[Problem to work on]:
Set down each line from the start of the material exactly, please, up to and including the one that contains "pub enum SessionEvent".

─── Material provided ───

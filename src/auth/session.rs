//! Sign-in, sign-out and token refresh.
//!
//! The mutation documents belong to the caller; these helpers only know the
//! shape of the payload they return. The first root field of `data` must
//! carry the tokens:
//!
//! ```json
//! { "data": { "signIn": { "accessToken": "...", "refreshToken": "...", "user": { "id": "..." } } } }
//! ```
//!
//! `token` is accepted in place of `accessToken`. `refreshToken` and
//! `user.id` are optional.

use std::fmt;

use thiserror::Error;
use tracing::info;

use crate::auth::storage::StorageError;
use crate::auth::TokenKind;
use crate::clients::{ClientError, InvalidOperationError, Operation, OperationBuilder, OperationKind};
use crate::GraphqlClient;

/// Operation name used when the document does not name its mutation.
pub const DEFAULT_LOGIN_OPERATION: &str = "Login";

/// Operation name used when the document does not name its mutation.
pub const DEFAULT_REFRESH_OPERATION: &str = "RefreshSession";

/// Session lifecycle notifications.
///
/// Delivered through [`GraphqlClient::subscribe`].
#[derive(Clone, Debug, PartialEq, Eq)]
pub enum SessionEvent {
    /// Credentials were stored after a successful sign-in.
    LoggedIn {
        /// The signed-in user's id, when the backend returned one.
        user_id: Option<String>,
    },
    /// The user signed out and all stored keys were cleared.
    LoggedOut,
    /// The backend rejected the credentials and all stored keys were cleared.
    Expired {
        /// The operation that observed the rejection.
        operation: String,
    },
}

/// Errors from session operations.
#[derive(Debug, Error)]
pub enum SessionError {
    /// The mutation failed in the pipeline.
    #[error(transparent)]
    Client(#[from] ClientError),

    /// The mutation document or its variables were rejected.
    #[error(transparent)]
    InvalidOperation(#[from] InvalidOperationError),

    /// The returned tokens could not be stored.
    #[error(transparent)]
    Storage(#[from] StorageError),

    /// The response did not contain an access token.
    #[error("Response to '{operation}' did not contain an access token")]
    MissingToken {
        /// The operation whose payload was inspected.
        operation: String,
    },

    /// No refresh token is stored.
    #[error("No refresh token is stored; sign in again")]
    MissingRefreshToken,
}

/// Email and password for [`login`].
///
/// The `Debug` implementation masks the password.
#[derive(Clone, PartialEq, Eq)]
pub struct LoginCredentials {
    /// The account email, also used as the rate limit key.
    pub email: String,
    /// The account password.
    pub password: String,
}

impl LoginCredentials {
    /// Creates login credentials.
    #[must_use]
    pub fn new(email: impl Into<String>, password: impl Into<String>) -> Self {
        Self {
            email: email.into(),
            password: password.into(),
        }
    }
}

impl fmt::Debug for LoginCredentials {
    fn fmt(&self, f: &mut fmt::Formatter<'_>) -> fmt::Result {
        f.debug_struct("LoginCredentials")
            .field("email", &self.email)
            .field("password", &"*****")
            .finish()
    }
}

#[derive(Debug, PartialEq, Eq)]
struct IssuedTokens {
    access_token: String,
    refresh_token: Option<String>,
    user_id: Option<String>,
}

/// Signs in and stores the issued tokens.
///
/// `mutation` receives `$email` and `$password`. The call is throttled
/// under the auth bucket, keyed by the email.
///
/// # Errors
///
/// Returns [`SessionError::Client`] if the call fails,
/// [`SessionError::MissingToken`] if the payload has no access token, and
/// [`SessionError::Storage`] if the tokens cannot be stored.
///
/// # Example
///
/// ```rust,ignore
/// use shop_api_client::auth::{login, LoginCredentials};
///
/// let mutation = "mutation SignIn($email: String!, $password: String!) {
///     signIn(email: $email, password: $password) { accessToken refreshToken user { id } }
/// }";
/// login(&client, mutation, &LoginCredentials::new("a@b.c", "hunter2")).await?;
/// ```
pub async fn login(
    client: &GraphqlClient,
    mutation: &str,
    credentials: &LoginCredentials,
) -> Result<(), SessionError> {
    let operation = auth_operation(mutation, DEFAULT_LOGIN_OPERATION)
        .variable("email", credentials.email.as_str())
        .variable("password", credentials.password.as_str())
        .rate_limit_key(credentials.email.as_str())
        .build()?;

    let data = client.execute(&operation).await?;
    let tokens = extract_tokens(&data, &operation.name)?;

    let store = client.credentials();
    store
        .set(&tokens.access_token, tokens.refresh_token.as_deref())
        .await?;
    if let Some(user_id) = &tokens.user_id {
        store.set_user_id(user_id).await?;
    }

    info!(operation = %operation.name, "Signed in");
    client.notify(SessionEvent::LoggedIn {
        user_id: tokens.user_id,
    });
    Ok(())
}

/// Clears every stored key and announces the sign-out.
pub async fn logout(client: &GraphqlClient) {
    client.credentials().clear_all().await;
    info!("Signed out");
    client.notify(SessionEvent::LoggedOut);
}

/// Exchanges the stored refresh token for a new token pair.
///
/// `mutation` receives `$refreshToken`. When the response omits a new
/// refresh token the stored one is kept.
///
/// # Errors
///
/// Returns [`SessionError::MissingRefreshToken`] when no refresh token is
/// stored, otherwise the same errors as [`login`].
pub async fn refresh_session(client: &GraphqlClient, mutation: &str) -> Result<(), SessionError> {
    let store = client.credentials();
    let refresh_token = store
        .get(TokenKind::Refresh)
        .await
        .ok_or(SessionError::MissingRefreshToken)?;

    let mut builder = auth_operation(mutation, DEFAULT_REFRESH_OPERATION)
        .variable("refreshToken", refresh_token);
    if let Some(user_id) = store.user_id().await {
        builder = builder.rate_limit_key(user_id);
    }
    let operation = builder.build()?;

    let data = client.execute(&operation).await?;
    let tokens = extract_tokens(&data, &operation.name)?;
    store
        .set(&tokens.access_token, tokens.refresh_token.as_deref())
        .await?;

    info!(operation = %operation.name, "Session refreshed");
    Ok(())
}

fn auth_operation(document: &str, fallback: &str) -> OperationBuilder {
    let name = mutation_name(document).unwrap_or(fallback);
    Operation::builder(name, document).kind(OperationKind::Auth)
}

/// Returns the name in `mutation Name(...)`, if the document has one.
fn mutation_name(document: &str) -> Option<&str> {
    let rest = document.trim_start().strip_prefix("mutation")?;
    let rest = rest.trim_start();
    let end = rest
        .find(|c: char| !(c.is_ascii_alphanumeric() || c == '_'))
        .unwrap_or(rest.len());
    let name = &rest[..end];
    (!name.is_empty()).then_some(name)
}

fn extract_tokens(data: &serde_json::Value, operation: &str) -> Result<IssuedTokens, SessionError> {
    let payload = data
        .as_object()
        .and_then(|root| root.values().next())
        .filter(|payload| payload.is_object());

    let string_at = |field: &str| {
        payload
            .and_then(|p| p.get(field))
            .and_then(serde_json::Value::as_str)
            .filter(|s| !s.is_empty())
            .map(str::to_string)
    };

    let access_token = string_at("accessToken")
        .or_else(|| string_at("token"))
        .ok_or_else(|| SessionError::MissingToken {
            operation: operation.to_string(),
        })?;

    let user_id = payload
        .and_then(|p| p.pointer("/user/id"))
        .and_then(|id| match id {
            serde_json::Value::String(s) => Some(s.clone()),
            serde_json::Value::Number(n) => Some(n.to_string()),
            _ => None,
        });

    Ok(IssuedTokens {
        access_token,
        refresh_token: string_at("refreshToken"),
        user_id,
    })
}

───

[Answer section]:
filename src/auth/session.rs
//! Sign-in, sign-out and token refresh.
//!
//! The mutation documents belong to the caller; these helpers only know the
//! shape of the payload they return. The first root field of `data` must
//! carry the tokens:
//!
//! ```json
//! { "data": { "signIn": { "accessToken": "...", "refreshToken": "...", "user": { "id": "..." } } } }
//! ```
//!
//! `token` is accepted in place of `accessToken`. `refreshToken` and
//! `user.id` are optional.

use std::fmt;

use thiserror::Error;
use tracing::info;

use crate::auth::storage::StorageError;
use crate::auth::TokenKind;
use crate::clients::{ClientError, InvalidOperationError, Operation, OperationBuilder, OperationKind};
use crate::GraphqlClient;

/// Operation name used when the document does not name its mutation.
pub const DEFAULT_LOGIN_OPERATION: &str = "Login";

/// Operation name used when the document does not name its mutation.
pub const DEFAULT_REFRESH_OPERATION: &str = "RefreshSession";

/// Session lifecycle notifications.
///
/// Delivered through [`GraphqlClient::subscribe`].
#[derive(Clone, Debug, PartialEq, Eq)]
pub enum SessionEvent {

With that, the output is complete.